Researchers at the University of Michigan and the U-M Health System lately found a protein mutation that leads to the harmful condition dyskeratosis congenita, in which valuable hematopoietic stem cells cannot regrow and make new blood. Individuals with DC age too early and are vulnerable to cancer and bone marrow failure.
But the research results reach far over and above the roughly one in 1 million identified DC patients, and could eventually cause developing new medicines that prevent cancer from growing, stated Jayakrishnan Nandakumar, assistant professor at U-M Department of Molecular, Cellular, and Developmental Biology.
The DC-triggering mutation takes place in a protein known as TPP1. The mutation prevents TPP1’s capability to bind the enzyme telomerase to the ends of chromosomes, which eventually results in decreased hematopoietic stem cell division. While telomerase is produced less in DC sufferers, the opposite is true for cells in cancer sufferers.
“Telomerase over-production in cancer cells allows them divide unstoppably, which is a characteristic of all cancers,” Nandakumar said. “Suppressing telomerase will be an efficient way to kill cancer cells.”
The results could bring on the development of gene treatments to restore the mutation and begin cell division in DC sufferers, or drugs to prevent telomerase and cell division in cancer sufferers. Both would amount to massive treatment breakthroughs for DC and cancer sufferers, Nandakumar said.

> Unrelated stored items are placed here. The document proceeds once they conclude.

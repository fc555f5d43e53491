//! API key resolution.
//!
//! Keys are taken from the config file first, then from the
//! environment, and are wrapped so they cannot leak through logs.

use crate::config::types::RemoteConfig;

/// Environment variable consulted when the config carries no key.
pub const API_KEY_ENV_VAR: &str = "GEMINI_API_KEY";

/// Wrapper for sensitive strings that prevents accidental logging.
///
/// The inner value is never exposed via Debug or Display traits.
/// Use `expose()` to access the actual value when sending requests.
#[derive(Clone)]
pub struct SecureString(String);

impl SecureString {
    pub fn new(value: String) -> Self {
        Self(value)
    }

    /// Expose the inner value. Use only when building the API request.
    pub fn expose(&self) -> &str {
        &self.0
    }
}

impl std::fmt::Debug for SecureString {
    fn fmt(&self, f: &mut std::fmt::Formatter<'_>) -> std::fmt::Result {
        write!(f, "SecureString(••••••••)")
    }
}

impl std::fmt::Display for SecureString {
    fn fmt(&self, f: &mut std::fmt::Formatter<'_>) -> std::fmt::Result {
        write!(f, "••••••••")
    }
}

/// Status of credential resolution for the remote source.
#[derive(Debug, Clone)]
pub enum CredentialStatus {
    /// A key was found.
    Configured(SecureString),
    /// No usable key in config or environment.
    Unconfigured { reason: String },
}

/// Resolve the API key for the remote source.
///
/// Order: `remote.api_key` in the config file, then the
/// `GEMINI_API_KEY` environment variable. Empty values count as
/// missing.
pub fn resolve_api_key(remote: &RemoteConfig) -> CredentialStatus {
    if let Some(key) = remote.api_key.as_deref() {
        if !key.is_empty() {
            return CredentialStatus::Configured(SecureString::new(key.to_string()));
        }
    }

    match std::env::var(API_KEY_ENV_VAR) {
        Ok(key) if !key.is_empty() => CredentialStatus::Configured(SecureString::new(key)),
        _ => CredentialStatus::Unconfigured {
            reason: format!(
                "Set remote.api_key in the config file or the {} environment variable",
                API_KEY_ENV_VAR
            ),
        },
    }
}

Nandakumar stated that a significant step moving forward is to culture DC patient-derived cells and attempt to fix the TPP1 mutation to see if telomerase function can be recovered. Eventually, the U-M scientist hopes that restoring the TPP1 mutation fixes telomerase function and fuels cell division in the stem cells of DC sufferers.
“It’s achievable that with the most recent advancement in human genome-editing technology, we could, in the not-so-distant future, fix the mutation in hematopoietic stem cells in the bone marrow of DC sufferers,” Nandakumar said.
The results also strengthen how one tiny switch in an amino acid chain can lead to harmful health consequences.
“It was wonderful to us that just eliminating one single amino acid in a protein chain that is 544 amino acids long can outcome in such a serious disease,” Nandakumar said.